Personal History by Katharine Graham (1917-2001), former leader of the Washington Post. Born into a traditional wealthy East coast family, Graham’s father initially bought the Washington Post in a bankruptcy auction, and when he moved on it seemed natural to Graham that the editorship would pass to her husband Philip rather than herself. But in 1963 Philip died by suicide and Graham became the leader of the Post. Despite her lack of experience, she sourced a string of strong collaborators and advisors and expanded her circle of competence over time in a recognisably feminine way, eventually becoming a little less traditional:

“In Washington and elsewhere where large, social dinners were given, men and women automatically separated after eating, the men usually remaining at the dining-room table discussing serious matters over brandy and cigars while the women retreated to the living room or the hostess’s bedroom to powder their noses and gossip, mostly about children and houses—“women’s” interests, as they were then considered. I remember hearing a story that once Cissy Patterson, on being herded off with the other women after dinner, said to her hostess, “Let’s hurry through this. I have no household problems and my daughter is grown.” But she, too, accepted this ancient custom, as did I. Long after I had gone to work and was engaged in discussing political, business, or world affairs with many of these same men by day, at night, after dinner, I would mindlessly take myself off with the rest of the women, even in my own house.

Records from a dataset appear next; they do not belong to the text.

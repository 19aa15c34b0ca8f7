// src/models/generation.rs
// DOCUMENTATION: Request/response models for content generation
// PURPOSE: Wire DTOs for POST /api/generate and the validated request they become

use crate::models::Platform;
use serde::{Deserialize, Serialize};
use validator::{Validate, ValidationError};

/// Body of POST /api/generate
/// Missing fields deserialize as empty strings so they fail validation
/// instead of failing JSON extraction.
#[derive(Debug, Clone, Default, Serialize, Deserialize, Validate)]
pub struct GenerateRequest {
    /// Free-text topic to write about
    #[serde(default)]
    #[validate(custom = "not_blank")]
    pub prompt: String,

    /// Platform key ("twitter", "linkedin", "instagram")
    #[serde(default)]
    #[validate(length(min = 1))]
    pub platform: String,
}

/// Validated generation request
#[derive(Debug, Clone, PartialEq, Eq)]
pub struct GenerationRequest {
    pub prompt: String,
    pub platform: Platform,
}

/// Response of POST /api/generate
#[derive(Debug, Clone, PartialEq, Eq, Serialize, Deserialize)]
pub struct GenerateResponse {
    pub content: String,
}

fn not_blank(value: &str) -> Result<(), ValidationError> {
    if value.trim().is_empty() {
        return Err(ValidationError::new("blank"));
    }
    Ok(())
}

Finally, one night at Joe Alsop’s, something snapped. I realized that I had worked all day, participated in an editorial-issue lunch, and was not only deeply involved in but was actually interested in what was going on in the world. Yet I was being asked to spend up to an hour waiting to rejoin the men. That night at Joe’s—he was especially guilty of keeping the men around his table—I told him I was sure he would understand if I quietly left when the women were dismissed. Far from understanding, Joe was upset. Defensively, he insisted that the separation didn’t last a full hour but only long enough for the men to go to the bathroom. I maintained that that was nonsense, that I liked early evenings, that I looked forward to my reading, and, further, that I wasn’t trying to tell him what to do but only stating what I wanted to do. Joe couldn’t accept the idea of my leaving and promised that if I stayed he would let everyone—men and women—remain at the table.”

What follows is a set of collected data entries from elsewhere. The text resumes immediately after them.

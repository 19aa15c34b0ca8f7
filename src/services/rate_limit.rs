// src/services/rate_limit.rs
// DOCUMENTATION: Per-client-IP request rate limiting
// PURPOSE: Cap requests per IP over a sliding window (100 per 15 minutes by default)

use crate::errors::GatewayError;
use actix_web::HttpRequest;
use governor::{clock::DefaultClock, state::keyed::DefaultKeyedStateStore, Quota, RateLimiter};
use std::net::{IpAddr, Ipv4Addr};
use std::num::NonZeroU32;
use std::sync::Arc;
use std::time::Duration;

type KeyedLimiter = RateLimiter<IpAddr, DefaultKeyedStateStore<IpAddr>, DefaultClock>;

/// Keyed GCRA limiter
/// DOCUMENTATION: Each IP may burst up to `max_requests`; capacity refills
/// evenly across `window`.
pub struct IpRateLimiter {
    limiter: KeyedLimiter,
}

impl IpRateLimiter {
    pub fn new(max_requests: u32, window: Duration) -> Self {
        let burst = NonZeroU32::new(max_requests).unwrap_or(NonZeroU32::MIN);
        let quota = Quota::with_period(window / burst.get())
            .unwrap_or_else(|| Quota::per_second(burst))
            .allow_burst(burst);

        Self {
            limiter: RateLimiter::keyed(quota),
        }
    }

    /// Consume one request from `ip`'s budget
    pub fn check(&self, ip: IpAddr) -> Result<(), GatewayError> {
        self.limiter.check_key(&ip).map_err(|_| {
            log::warn!("Rate limit exceeded for {}", ip);
            GatewayError::RateLimitExceeded
        })
    }

    /// Consume one request from the peer's budget
    /// Requests without a peer address share a single bucket.
    pub fn check_request(&self, req: &HttpRequest) -> Result<(), GatewayError> {
        let ip = req
            .peer_addr()
            .map(|addr| addr.ip())
            .unwrap_or(IpAddr::V4(Ipv4Addr::UNSPECIFIED));
        self.check(ip)
    }

    /// Forget clients whose budget has fully refilled
    pub fn cleanup(&self) {
        self.limiter.retain_recent();
        self.limiter.shrink_to_fit();
    }

    /// Number of client IPs currently tracked
    pub fn tracked_clients(&self) -> usize {
        self.limiter.len()
    }
}

/// Background task to periodically drop idle limiter entries
pub fn start_cleanup_task(limiter: Arc<IpRateLimiter>, interval_seconds: u64) {
    tokio::spawn(async move {
        let mut interval = tokio::time::interval(Duration::from_secs(interval_seconds));
        loop {
            interval.tick().await;
            limiter.cleanup();
            log::debug!(
                "Rate limiter cleanup: {} clients tracked",
                limiter.tracked_clients()
            );
        }
    });
}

  • Steve Jobs and Einstein, both by Walter Isaacson
  • Mao: The Unknown Story by Jung Chang and Jon Halliday
  • Just Kids by Patti Smith

From my time at Halter

  • The Hard Thing about Hard Things, by Ben Horowitz 
  • Zero to One, by Peter Thiel
  • The Singularity is Near, by Ray Kurzweil
  • The Quantum Frontier, by Don Lincoln
  • Sapiens, by Yuval Noah Harari (although in my opinion this essay by Erik Hoel is better)

Twitter core

Tech side:

  • Surely You’re Joking, Mr Feynman!
  • The Structure of Scientific Revolutions, Thomas Kuhn
  • The Elephant in the Brain, Robin Hanson
  • Essays by Francis Bacon, Francis Bacon (translated by Jonathan Bennett)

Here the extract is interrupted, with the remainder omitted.